To avoid taking on too much responsibility, online courses should be treated as if they are in person courses.
In order to do this, making your own schedule every week is crucial. Time should be set aside for online classes just as it would be for in person courses.
“Create a schedule for yourself that includes one hour of time for every credit hour you are taking,” Cajigas said. “Block those times off and refuse to schedule anything else during them.”
Alison Doehring, Director of ZipAssist, believes that regardless of the course delivery method, communication is the key to academic success. Communicating with faculty, expressing when you’re feeling overwhelmed, participating in discussions with peers, or contacting student support is essential.
“Regardless of what the structure of your schedule is, don’t forget that not only do we offer academic and student support programs, there are also still fun things to do on campus,” Doehring said. “Things might look a little different, but they’re still available. Part of the college experience is out-of-the-classroom engagement.”
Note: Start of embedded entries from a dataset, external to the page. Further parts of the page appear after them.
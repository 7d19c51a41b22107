//! Forecast model configuration.

use serde::{Deserialize, Serialize};
use stockcast_layers::Activation;

/// Fraction of the training window length used to derive a batch size when
/// none is configured.
const BATCH_SIZE_FRACTION: f32 = 0.025;

/// Shape of one input window: time steps by features per step.
#[derive(Debug, Clone, Copy, PartialEq, Eq, Serialize, Deserialize)]
pub struct InputShape {
    /// Number of time steps per window
    pub timesteps: usize,
    /// Number of features per time step
    pub features: usize,
}

impl InputShape {
    /// Creates a new input shape descriptor.
    pub fn new(timesteps: usize, features: usize) -> Self {
        Self {
            timesteps,
            features,
        }
    }
}

/// Hyperparameters for the model factory and trainer.
///
/// The record is immutable once handed to the factory; the batch-size
/// default is resolved through [`ForecastOptions::resolved_batch_size`]
/// rather than mutated in place.
///
/// # Example
///
/// ```
/// use stockcast_forecast::options::ForecastOptions;
///
/// let options = ForecastOptions::default()
///     .with_iterations(2)
///     .with_epochs(5)
///     .with_batch_size(None);
/// assert_eq!(options.iterations, 2);
/// assert_eq!(options.resolved_batch_size(40), 1);
/// ```
#[derive(Debug, Clone, Serialize, Deserialize)]
pub struct ForecastOptions {
    /// Depth of the stacked recurrent block. The model gets
    /// `iterations - 1` sequence-emitting layers plus one terminal layer.
    pub iterations: usize,
    /// Number of training epochs.
    pub epochs: usize,
    /// Hidden units per recurrent layer.
    pub units: usize,
    /// Mini-batch size. `None` derives a size from the training window
    /// length (see [`ForecastOptions::resolved_batch_size`]).
    pub batch_size: Option<usize>,
    /// Dropout rate applied after each stacked recurrent layer.
    pub dropout: f32,
    /// Optimizer name: one of "sgd", "adam", "rmsprop".
    pub optimizer: String,
    /// Loss-function name: one of "mse", "mae" (long names accepted).
    pub loss: String,
    /// Learning rate handed to the resolved optimizer.
    pub learning_rate: f32,
    /// Activation used when the requested activation name is unknown.
    /// `None` makes an unknown name a hard error; `Some(Activation::Tanh)`
    /// reproduces the legacy silent-fallback behavior.
    pub fallback_activation: Option<Activation>,
}

impl Default for ForecastOptions {
    fn default() -> Self {
        Self {
            iterations: 1,
            epochs: 20,
            units: 40,
            batch_size: Some(10),
            dropout: 0.1,
            optimizer: "adam".to_string(),
            loss: "mse".to_string(),
            learning_rate: 1e-3,
            fallback_activation: None,
        }
    }
}

impl ForecastOptions {
    /// Sets the stacked-layer depth.
    pub fn with_iterations(mut self, iterations: usize) -> Self {
        self.iterations = iterations;
        self
    }

    /// Sets the number of training epochs.
    pub fn with_epochs(mut self, epochs: usize) -> Self {
        self.epochs = epochs;
        self
    }

    /// Sets the hidden units per recurrent layer.
    pub fn with_units(mut self, units: usize) -> Self {
        self.units = units;
        self
    }

    /// Sets or clears the mini-batch size.
    pub fn with_batch_size(mut self, batch_size: Option<usize>) -> Self {
        self.batch_size = batch_size;
        self
    }

    /// Sets the dropout rate for the stacked layers.
    pub fn with_dropout(mut self, dropout: f32) -> Self {
        self.dropout = dropout;
        self
    }

    /// Sets the optimizer name.
    pub fn with_optimizer(mut self, optimizer: impl Into<String>) -> Self {
        self.optimizer = optimizer.into();
        self
    }

    /// Sets the loss-function name.
    pub fn with_loss(mut self, loss: impl Into<String>) -> Self {
        self.loss = loss.into();
        self
    }

    /// Sets the learning rate.
    pub fn with_learning_rate(mut self, learning_rate: f32) -> Self {
        self.learning_rate = learning_rate;
        self
    }

    /// Sets the fallback activation for unknown activation names.
    pub fn with_fallback_activation(mut self, fallback: Option<Activation>) -> Self {
        self.fallback_activation = fallback;
        self
    }

    /// Resolves the effective mini-batch size for a training window length.
    ///
    /// When `batch_size` is unset, the size is 2.5% of the window length,
    /// rounded, and never below one. The derivation is keyed to the window
    /// length (not the sample count) to match the behavior trained models
    /// were tuned against; callers wanting a row-count-based size set
    /// `batch_size` explicitly.
    pub fn resolved_batch_size(&self, window_len: usize) -> usize {
        match self.batch_size {
            Some(size) => size,
            None => {
                let derived = (window_len as f32 * BATCH_SIZE_FRACTION).round() as usize;
                derived.max(1)
            }
        }
    }
}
Both Cajigas and Doehring emphasized reaching out as soon as you start feeling behind or overwhelmed. There are several support services available across campus, but if you’re unsure of where to start, reach out to your professor or ZipAssist.
“The team in ZipAssist will work with a student to troubleshoot concerns, offer suggestions, and point students in the right direction. The most important thing to know is that resources and support are available… it’s a matter of communicating what you need and seeking out the assistance,” Doehring said.